I noticed that there are tests checking certain things with CGLIB proxies. Somehow, they would have to be amended or modified to also reproduce the situation with the self-injected event listener.
Comment From: kriegaex
OK, I took some more time to convert my reproducer into a simple test which fails before the fix and passes afterwards, see commit https://github.com/spring-projects/spring-framework/pull/28322/commits/0dba415171294487b642c84084ef0207cc60988d. @sbrannen, I think, you can review the PR now.
Comment From: kriegaex
@sbrannen, can we please get this off the table after 1.5 years and before I forget the whole context again and have to think myself into the problem one more time? Like this time, when trying to remember what it was all about, how I debugged it, and spending more time finding out how to write a test for it than fixing the actual bug? I know you must be busy, but please let us put this behind us, and please also port it back to all other versions which still get updates. Thank you.
Comment From: sbrannen
I took a look at the failing example and the proposed fix.
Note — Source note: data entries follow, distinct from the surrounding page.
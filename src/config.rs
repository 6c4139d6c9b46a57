use std::env;
use tracing::warn;

/// Canonical production origin for shareable profile links.
pub const PRODUCTION_APP_URL: &str = "https://nexia.naveennuwantha.lk";

const DEFAULT_BACKEND_URL: &str = "https://nexia.supabase.co";
const DEFAULT_AI_URL: &str =
    "https://generativelanguage.googleapis.com/v1beta/models/gemini-2.0-flash:generateContent";

#[derive(Clone, Debug)]
pub struct Config {
    /// Origin used for outbound share links on production web.
    pub app_url: String,
    /// Backend-as-a-service root (auth, tables, storage).
    pub backend_url: String,
    /// Anonymous API key sent with every backend call.
    pub anon_key: String,
    /// Generative-AI endpoint, single-turn.
    pub ai_url: String,
    pub ai_key: String,
}

impl Config {
    pub fn from_env() -> Self {
        let anon_key = env::var("NEXIA_ANON_KEY").unwrap_or_else(|_| {
            warn!("Backend anon key wasn't set");
            String::new()
        });
        let ai_key = env::var("NEXIA_AI_KEY").unwrap_or_else(|_| {
            warn!("AI api key wasn't set");
            String::new()
        });
        Config {
            app_url: env::var("NEXIA_APP_URL").unwrap_or_else(|_| PRODUCTION_APP_URL.to_string()),
            backend_url: env::var("NEXIA_BACKEND_URL")
                .unwrap_or_else(|_| DEFAULT_BACKEND_URL.to_string()),
            anon_key,
            ai_url: env::var("NEXIA_AI_URL").unwrap_or_else(|_| DEFAULT_AI_URL.to_string()),
            ai_key,
        }
    }
}

#[cfg(test)]
impl Default for Config {
    fn default() -> Self {
        Config {
            app_url: PRODUCTION_APP_URL.to_string(),
            backend_url: DEFAULT_BACKEND_URL.to_string(),
            anon_key: "test-anon-key".to_string(),
            ai_url: DEFAULT_AI_URL.to_string(),
            ai_key: "test-ai-key".to_string(),
        }
    }
}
There's definitely an issue there when an ApplicationListener
is proxied and relies on self-injection (via @Autowired
in the example MyEventListener
).
Note that AbstractApplicationEventMulticaster.addApplicationListener()
already contains logic to:
Explicitly remove target for a proxy, if registered already, in order to avoid double invocations of the same listener.
However, that doesn't cover the use case in the provided example. Thus, we need to find the best way to address this.
The proposed fix does indeed allow the example to pass, but I'm not yet sure if the proposed fix is the only/best way to address this issue.
In light of that, someone from the team will need to take a closer look at the underlying issue, tentatively for inclusion in 6.0.12.
Comment From: kriegaex
Thank you for the merge. 🙂
@jhoeller, is anything stopping you from porting back this fix to the 6.0.x and 5.3.x branches? Even in 5.2.x , I saw a commit as recent as July, so maybe that would be a candidate, too. But the former two definitely are, I guess.
Given the fact the the changed code is quite old, I would not expect any serious merge conflicts, if any at all.